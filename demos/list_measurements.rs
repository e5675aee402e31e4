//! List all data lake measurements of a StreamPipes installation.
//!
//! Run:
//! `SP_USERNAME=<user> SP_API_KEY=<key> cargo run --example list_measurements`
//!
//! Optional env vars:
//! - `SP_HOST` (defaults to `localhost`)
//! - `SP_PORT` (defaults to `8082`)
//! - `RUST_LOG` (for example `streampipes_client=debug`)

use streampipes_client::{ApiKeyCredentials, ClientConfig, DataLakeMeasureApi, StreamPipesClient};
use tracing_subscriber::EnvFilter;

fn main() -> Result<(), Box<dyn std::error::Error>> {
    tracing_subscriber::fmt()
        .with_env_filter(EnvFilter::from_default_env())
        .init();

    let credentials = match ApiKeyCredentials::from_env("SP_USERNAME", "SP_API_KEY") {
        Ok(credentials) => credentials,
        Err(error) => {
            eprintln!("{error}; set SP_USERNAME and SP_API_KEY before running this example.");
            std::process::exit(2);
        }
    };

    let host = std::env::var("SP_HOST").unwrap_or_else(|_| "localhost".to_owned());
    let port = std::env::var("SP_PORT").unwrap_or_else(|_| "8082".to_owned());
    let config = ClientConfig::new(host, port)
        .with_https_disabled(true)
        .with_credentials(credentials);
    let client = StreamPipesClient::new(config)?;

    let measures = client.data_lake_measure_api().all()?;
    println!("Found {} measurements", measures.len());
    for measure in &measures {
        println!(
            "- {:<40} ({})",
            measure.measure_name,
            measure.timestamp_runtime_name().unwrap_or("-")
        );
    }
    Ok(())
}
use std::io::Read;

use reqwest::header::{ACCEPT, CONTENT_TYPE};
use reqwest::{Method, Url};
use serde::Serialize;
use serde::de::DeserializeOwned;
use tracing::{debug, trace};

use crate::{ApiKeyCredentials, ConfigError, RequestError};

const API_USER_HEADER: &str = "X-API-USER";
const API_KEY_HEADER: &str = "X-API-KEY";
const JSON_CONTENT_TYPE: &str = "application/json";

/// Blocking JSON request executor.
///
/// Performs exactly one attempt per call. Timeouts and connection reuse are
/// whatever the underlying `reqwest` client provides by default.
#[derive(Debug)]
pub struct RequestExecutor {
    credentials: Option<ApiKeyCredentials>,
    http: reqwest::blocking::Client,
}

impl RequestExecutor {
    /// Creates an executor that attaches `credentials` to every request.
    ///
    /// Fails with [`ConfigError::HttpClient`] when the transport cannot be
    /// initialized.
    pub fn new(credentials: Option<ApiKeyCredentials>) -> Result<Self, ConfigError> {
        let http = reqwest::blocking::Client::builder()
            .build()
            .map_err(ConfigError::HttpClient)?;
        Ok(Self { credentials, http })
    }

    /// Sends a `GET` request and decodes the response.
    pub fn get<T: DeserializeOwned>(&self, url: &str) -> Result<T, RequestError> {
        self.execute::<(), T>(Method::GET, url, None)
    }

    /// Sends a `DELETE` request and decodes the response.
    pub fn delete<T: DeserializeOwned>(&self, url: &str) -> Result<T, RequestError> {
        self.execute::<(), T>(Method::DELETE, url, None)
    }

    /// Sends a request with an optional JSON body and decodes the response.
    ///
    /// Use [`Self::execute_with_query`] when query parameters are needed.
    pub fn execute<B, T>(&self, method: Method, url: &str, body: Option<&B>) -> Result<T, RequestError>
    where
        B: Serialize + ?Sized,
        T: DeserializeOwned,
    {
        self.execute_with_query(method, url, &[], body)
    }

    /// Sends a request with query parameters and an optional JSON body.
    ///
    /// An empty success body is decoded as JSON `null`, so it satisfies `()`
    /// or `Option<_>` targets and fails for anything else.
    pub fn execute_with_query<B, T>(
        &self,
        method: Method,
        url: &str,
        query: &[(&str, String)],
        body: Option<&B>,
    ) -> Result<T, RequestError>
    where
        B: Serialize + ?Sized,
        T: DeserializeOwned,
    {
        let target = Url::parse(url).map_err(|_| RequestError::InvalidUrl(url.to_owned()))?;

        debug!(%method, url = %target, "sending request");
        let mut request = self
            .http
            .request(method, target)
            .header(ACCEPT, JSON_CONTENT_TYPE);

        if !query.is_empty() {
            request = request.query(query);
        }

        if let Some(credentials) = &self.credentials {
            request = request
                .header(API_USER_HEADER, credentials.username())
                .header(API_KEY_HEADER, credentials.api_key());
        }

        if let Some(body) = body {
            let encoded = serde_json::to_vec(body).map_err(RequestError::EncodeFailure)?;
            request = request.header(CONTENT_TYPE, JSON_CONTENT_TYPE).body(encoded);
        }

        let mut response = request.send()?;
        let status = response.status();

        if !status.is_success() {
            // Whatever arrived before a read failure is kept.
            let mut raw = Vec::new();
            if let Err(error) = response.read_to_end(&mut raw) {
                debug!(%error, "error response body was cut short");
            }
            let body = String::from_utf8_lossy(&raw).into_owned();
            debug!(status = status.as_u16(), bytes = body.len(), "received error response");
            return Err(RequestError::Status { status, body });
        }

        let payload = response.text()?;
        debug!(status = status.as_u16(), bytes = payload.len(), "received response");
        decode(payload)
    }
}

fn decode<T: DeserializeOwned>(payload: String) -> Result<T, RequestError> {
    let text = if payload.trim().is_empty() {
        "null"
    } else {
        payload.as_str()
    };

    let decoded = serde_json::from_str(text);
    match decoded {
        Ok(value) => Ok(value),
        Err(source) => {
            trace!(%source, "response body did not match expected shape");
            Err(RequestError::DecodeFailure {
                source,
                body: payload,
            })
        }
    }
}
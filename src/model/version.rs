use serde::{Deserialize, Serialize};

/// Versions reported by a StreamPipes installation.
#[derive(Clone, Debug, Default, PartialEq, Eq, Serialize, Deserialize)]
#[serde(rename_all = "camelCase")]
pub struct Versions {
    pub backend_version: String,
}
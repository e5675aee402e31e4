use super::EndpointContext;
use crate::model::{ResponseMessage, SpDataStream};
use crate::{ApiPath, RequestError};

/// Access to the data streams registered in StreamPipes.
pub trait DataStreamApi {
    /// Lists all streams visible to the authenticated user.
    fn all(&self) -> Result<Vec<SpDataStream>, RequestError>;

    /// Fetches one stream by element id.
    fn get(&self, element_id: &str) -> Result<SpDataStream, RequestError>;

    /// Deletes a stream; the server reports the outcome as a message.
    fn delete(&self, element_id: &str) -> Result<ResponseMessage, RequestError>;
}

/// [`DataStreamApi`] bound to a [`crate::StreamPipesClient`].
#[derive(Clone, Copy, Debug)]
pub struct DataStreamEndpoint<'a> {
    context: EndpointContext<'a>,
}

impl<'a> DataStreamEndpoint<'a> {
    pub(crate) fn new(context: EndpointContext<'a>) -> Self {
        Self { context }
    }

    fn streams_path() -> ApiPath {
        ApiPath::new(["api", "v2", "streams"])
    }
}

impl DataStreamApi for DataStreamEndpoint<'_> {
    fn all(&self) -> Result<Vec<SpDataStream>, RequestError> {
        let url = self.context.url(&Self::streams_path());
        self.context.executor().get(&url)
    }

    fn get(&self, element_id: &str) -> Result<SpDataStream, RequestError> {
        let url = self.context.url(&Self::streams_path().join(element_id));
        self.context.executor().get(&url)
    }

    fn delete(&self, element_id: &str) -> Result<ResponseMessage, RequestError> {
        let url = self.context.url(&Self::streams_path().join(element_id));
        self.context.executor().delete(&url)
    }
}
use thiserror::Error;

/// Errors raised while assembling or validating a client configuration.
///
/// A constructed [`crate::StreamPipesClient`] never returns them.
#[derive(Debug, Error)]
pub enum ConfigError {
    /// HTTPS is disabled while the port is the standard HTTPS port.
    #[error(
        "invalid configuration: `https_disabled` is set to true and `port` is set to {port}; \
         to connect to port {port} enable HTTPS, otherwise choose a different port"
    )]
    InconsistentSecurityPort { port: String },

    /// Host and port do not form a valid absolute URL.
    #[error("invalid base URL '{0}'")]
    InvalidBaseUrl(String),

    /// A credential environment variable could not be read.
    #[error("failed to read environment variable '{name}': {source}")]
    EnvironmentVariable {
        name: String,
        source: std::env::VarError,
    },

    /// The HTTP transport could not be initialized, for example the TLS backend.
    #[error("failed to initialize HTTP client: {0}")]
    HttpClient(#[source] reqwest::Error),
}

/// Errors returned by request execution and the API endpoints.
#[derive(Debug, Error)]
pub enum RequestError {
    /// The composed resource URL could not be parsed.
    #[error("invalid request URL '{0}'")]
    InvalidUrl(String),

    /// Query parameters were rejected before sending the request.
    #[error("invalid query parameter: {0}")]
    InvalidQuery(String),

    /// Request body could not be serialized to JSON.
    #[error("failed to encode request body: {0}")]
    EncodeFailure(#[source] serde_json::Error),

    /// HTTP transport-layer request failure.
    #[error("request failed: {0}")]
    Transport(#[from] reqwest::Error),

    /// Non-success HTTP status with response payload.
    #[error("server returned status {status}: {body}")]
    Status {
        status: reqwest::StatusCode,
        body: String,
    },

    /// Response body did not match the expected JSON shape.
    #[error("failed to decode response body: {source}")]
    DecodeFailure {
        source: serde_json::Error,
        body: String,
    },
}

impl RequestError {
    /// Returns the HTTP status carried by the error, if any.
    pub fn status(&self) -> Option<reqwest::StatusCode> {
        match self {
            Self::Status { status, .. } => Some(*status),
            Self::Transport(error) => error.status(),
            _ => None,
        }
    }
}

━━━━━━━━━━━━━━━━

*EXERCISE*: When "initialized" shows up in a line of the material, report that line.

*ANSWER BELOW*:
    /// initialized.
    /// The HTTP transport could not be initialized, for example the TLS backend.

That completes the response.